Print

Gluten-Free Lemon Poppyseed Loaf

Slice of lemon poppyseed loaf on a blue plate surrounded by fresh lemon slices.

5 Stars 4 Stars 3 Stars 2 Stars 1 Star

2.3 from 3 reviews

This Lemon Poppy Seed Loaf is gluten-free and healthy and makes a delicious springtime snack or nutritious breakfast! Ready in under an hour and a perfect gluten-free recipe the whole family will enjoy!

Ingredients

Scale
  • 2 cups Gluten-Free All-Purpose Flour
  • 1/4 cup coconut palm sugar (or brown sugar)
  • 1 tsp baking powder
  • 1/2 tsp baking soda
  • 2 tbsp poppy seeds
  • 1/2 tsp salt
  • optional: 1/2 cup unsweetened coconut (plus more for sprinkling on top, if desired)
  • Zest from 2 lemons
  • Juice 1 lemon
  • 2 large eggs
  • 1 cup unsweetened non-dairy milk (almond, oat, coconut etc…)
  • 1/4 cup coconut oil, melted
  • 1/2 cup maple syrup
  • 1 tsp vanilla extract

Instructions

  1. Preheat oven to 375 degrees F.
  2. Grease an 8 x 4 inch loaf pan with coconut oil.
  3. Mix together gluten-free flour, coconut palm sugar, baking soda, baking powder, poppy seeds, salt. lemon zest and unsweetened coconut (if desired).
  4. In a separate bowl combine lemon juice, eggs, non-dairy milk, melted coconut oil, maple syrup and vanilla extract.
  5. Add wet ingredients to dry and stir to combine.
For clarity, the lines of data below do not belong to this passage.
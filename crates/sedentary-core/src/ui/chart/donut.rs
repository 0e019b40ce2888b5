//! Active vs inactive summary donut
//!
//! The active slice starts at 12 o'clock and sweeps clockwise; the inactive
//! slice covers the rest. The centre shows the whole-number active
//! percentage.

use embedded_graphics::geometry::Angle;
use embedded_graphics::pixelcolor::Rgb565;
use embedded_graphics::prelude::*;
use embedded_graphics::primitives::{
    Circle, PrimitiveStyle, PrimitiveStyleBuilder, Rectangle, Sector,
};
use embedded_graphics::text::Alignment;

use crate::pipeline::DashboardView;
use crate::ui::colors::{
    COLOR_ACTIVE, COLOR_SEDENTARY, COLOR_STROKE, COLOR_SURFACE, TEXT_PRIMARY, TEXT_SECONDARY,
};
use crate::ui::core::{Panel, draw_card};
use crate::ui::text::{TextSize, draw_text, draw_text_centered};

use super::{body_area, title_position};

/// Ring thickness as a fraction of the outer diameter
const HOLE_RATIO: f32 = 0.6;

/// Width of the separator drawn around each slice
const SLICE_BORDER_PX: u32 = 2;

pub struct DonutChart {
    bounds: Rectangle,
    center: Point,
    diameter: u32,
}

impl DonutChart {
    pub fn new(bounds: Rectangle) -> Self {
        let body = body_area(bounds);
        let diameter = body.size.width.min(body.size.height).saturating_sub(8);
        Self {
            bounds,
            center: body.center(),
            diameter,
        }
    }

    pub fn center(&self) -> Point {
        self.center
    }

    pub fn diameter(&self) -> u32 {
        self.diameter
    }

    fn hole_diameter(&self) -> u32 {
        (self.diameter as f32 * HOLE_RATIO) as u32
    }

    fn draw_slice<D: DrawTarget<Color = Rgb565>>(
        &self,
        start_deg: f32,
        sweep_deg: f32,
        color: Rgb565,
        display: &mut D,
    ) -> Result<(), D::Error> {
        let style = PrimitiveStyleBuilder::new()
            .fill_color(color)
            .stroke_color(COLOR_SURFACE)
            .stroke_width(SLICE_BORDER_PX)
            .build();

        if sweep_deg >= 360.0 {
            Circle::with_center(self.center, self.diameter)
                .into_styled(PrimitiveStyle::with_fill(color))
                .draw(display)
        } else {
            Sector::with_center(
                self.center,
                self.diameter,
                Angle::from_degrees(start_deg),
                Angle::from_degrees(sweep_deg),
            )
            .into_styled(style)
            .draw(display)
        }
    }
}

impl Panel for DonutChart {
    fn bounds(&self) -> Rectangle {
        self.bounds
    }

    fn draw<D: DrawTarget<Color = Rgb565>>(
        &self,
        view: &DashboardView<'_>,
        display: &mut D,
    ) -> Result<(), D::Error> {
        draw_card(self.bounds, display)?;
        draw_text(
            "Summary",
            title_position(self.bounds),
            TextSize::Small,
            TEXT_SECONDARY,
            Alignment::Left,
            display,
        )?;

        let total = view.store.total_readings();
        let active = view.store.active_readings();

        if total == 0 {
            Circle::with_center(self.center, self.diameter)
                .into_styled(PrimitiveStyle::with_fill(COLOR_STROKE))
                .draw(display)?;
        } else {
            let active_sweep = 360.0 * active as f32 / total as f32;
            if active > 0 {
                self.draw_slice(-90.0, active_sweep, COLOR_ACTIVE, display)?;
            }
            if active < total {
                self.draw_slice(
                    -90.0 + active_sweep,
                    360.0 - active_sweep,
                    COLOR_SEDENTARY,
                    display,
                )?;
            }
        }

        Circle::with_center(self.center, self.hole_diameter())
            .into_styled(PrimitiveStyle::with_fill(COLOR_SURFACE))
            .draw(display)?;

        let label = view.donut_label();
        draw_text_centered(
            label.as_str(),
            self.center - Point::new(0, 6),
            TextSize::Large,
            TEXT_PRIMARY,
            display,
        )?;
        draw_text_centered(
            "Active",
            self.center + Point::new(0, 10),
            TextSize::Small,
            TEXT_SECONDARY,
            display,
        )
    }
}
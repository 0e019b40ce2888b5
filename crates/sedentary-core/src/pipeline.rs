//! Per-message pipeline: decode, apply, log
//!
//! One [`TelemetryPipeline`] owns the session's store and alert log. Each
//! inbound frame passes through [`TelemetryPipeline::handle_message`]
//! synchronously; a rejected frame leaves both untouched.

use log::{debug, warn};

use crate::alerts::{AlertLog, TimeOfDay};
use crate::connection::ConnectionStatus;
use crate::stats::{self, DerivedStats};
use crate::store::TelemetryStore;
use crate::telemetry::{DecodeError, decode};

/// What happened to one inbound frame
#[derive(Debug, Clone, PartialEq)]
pub enum MessageOutcome {
    /// The reading was folded into the store
    Applied {
        /// Whether the reading also produced an alert log entry
        alert_logged: bool,
    },
    /// The frame was dropped without touching the store
    Skipped(DecodeError),
}

impl MessageOutcome {
    /// Whether the frame changed anything that is drawn
    pub fn is_applied(&self) -> bool {
        matches!(self, Self::Applied { .. })
    }
}

/// Session store plus alert log, mutated only by inbound frames
#[derive(Debug, Clone, Default)]
pub struct TelemetryPipeline {
    store: TelemetryStore,
    alerts: AlertLog,
}

impl TelemetryPipeline {
    pub fn new() -> Self {
        Self::default()
    }

    /// Decode one frame and fold it into the session
    ///
    /// `now` is the local time stamped on any alert this frame produces.
    pub fn handle_message(&mut self, raw: &str, now: TimeOfDay) -> MessageOutcome {
        let reading = match decode(raw) {
            Ok(reading) => reading,
            Err(e) => {
                match &e {
                    DecodeError::NotTelemetry => debug!("Device: {}", raw),
                    DecodeError::Malformed(reason) => warn!("Invalid JSON: {}", reason),
                    DecodeError::DeviceFault(fault) => warn!("Device error: {}", fault),
                }
                return MessageOutcome::Skipped(e);
            }
        };

        debug!(
            "Reading: {} timer={}s val={:.3}",
            reading.state.label(),
            reading.sedentary_secs,
            reading.accel_magnitude
        );
        self.store.apply(&reading);
        let alert_logged = self.alerts.maybe_log(&reading, now);

        MessageOutcome::Applied { alert_logged }
    }

    pub fn store(&self) -> &TelemetryStore {
        &self.store
    }

    pub fn alerts(&self) -> &AlertLog {
        &self.alerts
    }

    /// Snapshot of everything the dashboard draws
    pub fn view(&self, connection: ConnectionStatus) -> DashboardView<'_> {
        DashboardView {
            store: &self.store,
            alerts: &self.alerts,
            stats: DerivedStats::from_store(&self.store),
            connection,
        }
    }
}

/// Read-only view handed to the renderer for one full redraw
#[derive(Debug, Clone, Copy)]
pub struct DashboardView<'a> {
    pub store: &'a TelemetryStore,
    pub alerts: &'a AlertLog,
    pub stats: DerivedStats,
    pub connection: ConnectionStatus,
}

impl DashboardView<'_> {
    pub fn timer_label(&self) -> stats::Label {
        stats::format_timer(self.store.current_timer())
    }

    pub fn confidence_label(&self) -> stats::Label {
        stats::format_confidence(self.stats.confidence)
    }

    pub fn active_percent_label(&self) -> stats::Label {
        stats::format_active_percent(self.store)
    }

    pub fn donut_label(&self) -> stats::Label {
        stats::format_active_percent_whole(self.store)
    }

    pub fn longest_inactive_label(&self) -> stats::Label {
        stats::format_seconds(self.store.longest_inactive_secs())
    }
}
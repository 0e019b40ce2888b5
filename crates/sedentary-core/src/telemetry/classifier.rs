//! Device-side state classification
//!
//! The sensor hub turns raw accelerometer/PIR samples into the state messages
//! the dashboard consumes. This module reproduces that producer so the
//! dashboard can run from a synthetic source and tests can drive the whole
//! path from raw samples.
//!
//! # Algorithm
//!
//! 1. Smooth `acc` with the mean of the last [`SMOOTHING_WINDOW`] samples.
//! 2. PIR motion or smoothed acceleration above the active threshold is
//!    `ACTIVE`; above the fidget threshold is `FIDGET`; otherwise `SEDENTARY`.
//! 3. The sedentary timer moves at most once per distinct device second:
//!    `ACTIVE` resets it, `FIDGET` pauses it, `SEDENTARY` increments it.
//! 4. The alert flag is raised while the timer is at or past the alert limit.

use alloc::string::String;
use log::debug;
use serde::{Deserialize, Serialize};

use crate::config::{ClassifierConfig, SMOOTHING_WINDOW};
use crate::window::RollingWindow;

use super::ActivityState;

/// Raw sample emitted by the device firmware
///
/// Format: `{"ts":"12:34:56","pir":0,"acc":0.045}`
#[derive(Debug, Clone, PartialEq, Serialize, Deserialize)]
pub struct RawDeviceReading {
    /// Wall-clock second from the device RTC (`HH:MM:SS`)
    pub ts: String,
    /// Passive infrared motion flag (0 or 1)
    pub pir: i32,
    /// Acceleration delta magnitude
    pub acc: f32,
}

/// Processed state message, the dashboard's inbound wire format
#[derive(Debug, Clone, PartialEq, Serialize, Deserialize)]
pub struct DeviceMessage {
    pub state: ActivityState,
    pub timer: u64,
    pub val: f32,
    pub alert: bool,
    pub timestamp: String,
}

impl DeviceMessage {
    /// Serialize to a single JSON text frame
    pub fn to_json(&self) -> Result<String, serde_json::Error> {
        serde_json::to_string(self)
    }
}

/// Stateful classifier producing [`DeviceMessage`]s from raw samples
pub struct StateClassifier {
    config: ClassifierConfig,
    smoothing: RollingWindow<f32, SMOOTHING_WINDOW>,
    sedentary_timer: u64,
    last_second: Option<String>,
}

impl StateClassifier {
    pub fn new(config: ClassifierConfig) -> Self {
        Self {
            config,
            smoothing: RollingWindow::new(),
            sedentary_timer: 0,
            last_second: None,
        }
    }

    /// Current sedentary timer in seconds
    pub fn sedentary_timer(&self) -> u64 {
        self.sedentary_timer
    }

    /// Classify a raw line from the device, skipping anything that is not a
    /// well-formed raw sample
    pub fn process_line(&mut self, line: &str) -> Option<DeviceMessage> {
        let line = line.trim();
        if !line.starts_with('{') {
            return None;
        }

        match serde_json::from_str::<RawDeviceReading>(line) {
            Ok(reading) => Some(self.process(&reading)),
            Err(e) => {
                debug!("Skipping unparseable device line: {}", e);
                None
            }
        }
    }

    /// Fold one raw sample and return the resulting state message
    pub fn process(&mut self, reading: &RawDeviceReading) -> DeviceMessage {
        self.smoothing.push(reading.acc);
        let smoothed = self.smoothed();
        let state = self.classify(reading.pir, smoothed);

        if self.last_second.as_deref() != Some(reading.ts.as_str()) {
            self.last_second = Some(reading.ts.clone());

            match state {
                ActivityState::Active => self.sedentary_timer = 0,
                ActivityState::Fidget => {}
                ActivityState::Sedentary => self.sedentary_timer += 1,
            }
        }

        DeviceMessage {
            state,
            timer: self.sedentary_timer,
            val: smoothed,
            alert: self.sedentary_timer >= self.config.alert_limit_secs,
            timestamp: reading.ts.clone(),
        }
    }

    fn smoothed(&self) -> f32 {
        let count = self.smoothing.len();
        if count == 0 {
            return 0.0;
        }
        self.smoothing.iter().sum::<f32>() / count as f32
    }

    fn classify(&self, pir: i32, smoothed: f32) -> ActivityState {
        if pir == 1 || smoothed > self.config.active_threshold {
            ActivityState::Active
        } else if smoothed > self.config.fidget_threshold {
            ActivityState::Fidget
        } else {
            ActivityState::Sedentary
        }
    }
}
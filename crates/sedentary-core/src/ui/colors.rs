//! Dashboard palette
//!
//! All colors are RGB565. To convert from 8-bit RGB: R>>3, G>>2, B>>3

use embedded_graphics::pixelcolor::Rgb565;
use embedded_graphics::prelude::*;

// ============================================================================
// Surfaces
// ============================================================================

/// Page background - slate 900
pub const COLOR_BACKGROUND: Rgb565 = Rgb565::new(15 >> 3, 23 >> 2, 42 >> 3);

/// Card/panel surface - slate 800
pub const COLOR_SURFACE: Rgb565 = Rgb565::new(30 >> 3, 41 >> 2, 59 >> 3);

/// Grid lines and empty donut track - slate 700
pub const COLOR_STROKE: Rgb565 = Rgb565::new(51 >> 3, 65 >> 2, 85 >> 3);

// ============================================================================
// Activity States
// ============================================================================

/// Active - green 500
pub const COLOR_ACTIVE: Rgb565 = Rgb565::new(34 >> 3, 197 >> 2, 94 >> 3);

/// Fidget - yellow 500
pub const COLOR_FIDGET: Rgb565 = Rgb565::new(234 >> 3, 179 >> 2, 8 >> 3);

/// Sedentary / inactive - red 500
pub const COLOR_SEDENTARY: Rgb565 = Rgb565::new(239 >> 3, 68 >> 2, 68 >> 3);

// ============================================================================
// Acceleration Waveform
// ============================================================================

/// Waveform stroke - blue 500
pub const COLOR_ACCEL_LINE: Rgb565 = Rgb565::new(59 >> 3, 130 >> 2, 246 >> 3);

/// Opacity of the area under the waveform, out of 255 (~20%)
pub const ACCEL_FILL_OPACITY: u8 = 51;

// ============================================================================
// Text
// ============================================================================

/// Primary text - slate 50
pub const TEXT_PRIMARY: Rgb565 = Rgb565::new(248 >> 3, 250 >> 2, 252 >> 3);

/// Captions and secondary labels - slate 400
pub const TEXT_SECONDARY: Rgb565 = Rgb565::new(148 >> 3, 163 >> 2, 184 >> 3);

/// Placeholder text - slate 500
pub const TEXT_MUTED: Rgb565 = Rgb565::new(100 >> 3, 116 >> 2, 139 >> 3);

// ============================================================================
// Blending
// ============================================================================

/// Blend `color` over `background` with the given opacity (0-255)
pub fn blend(background: Rgb565, color: Rgb565, opacity: u8) -> Rgb565 {
    lerp_color(background, color, opacity as f32 / 255.0)
}

/// Linear interpolation between two colors, `t` clamped to 0..=1
pub fn lerp_color(start: Rgb565, end: Rgb565, t: f32) -> Rgb565 {
    let t = t.clamp(0.0, 1.0);
    let (r0, g0, b0) = to_rgb888(start);
    let (r1, g1, b1) = to_rgb888(end);

    let r = r0 as f32 + (r1 as f32 - r0 as f32) * t;
    let g = g0 as f32 + (g1 as f32 - g0 as f32) * t;
    let b = b0 as f32 + (b1 as f32 - b0 as f32) * t;

    Rgb565::new((r as u8) >> 3, (g as u8) >> 2, (b as u8) >> 3)
}

fn to_rgb888(color: Rgb565) -> (u8, u8, u8) {
    let r5 = color.r();
    let g6 = color.g();
    let b5 = color.b();

    ((r5 << 3) | (r5 >> 2), (g6 << 2) | (g6 >> 4), (b5 << 3) | (b5 >> 2))
}

#[cfg(test)]
mod tests {
    use super::*;

    #[test]
    fn test_blend_extremes() {
        assert_eq!(blend(COLOR_BACKGROUND, COLOR_ACCEL_LINE, 0), COLOR_BACKGROUND);
        assert_eq!(blend(COLOR_BACKGROUND, COLOR_ACCEL_LINE, 255), COLOR_ACCEL_LINE);
    }

    #[test]
    fn test_state_colors_are_distinct() {
        assert_ne!(COLOR_ACTIVE, COLOR_FIDGET);
        assert_ne!(COLOR_FIDGET, COLOR_SEDENTARY);
        assert_ne!(COLOR_ACTIVE, COLOR_SEDENTARY);
    }
}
Do not over-stir.
  6. Pour batter into loaf pan, sprinkle with coconut (if desired) and bake for 45-50 mins on middle rack or until a toothpick can be inserted into center of loaf and comes out clean.
  7. Remove from oven and let sit in pan for 20 mins before removing and placing on a wire rack to cool completely.
  8. Will keep for 3 days, wrapped tightly on the counter.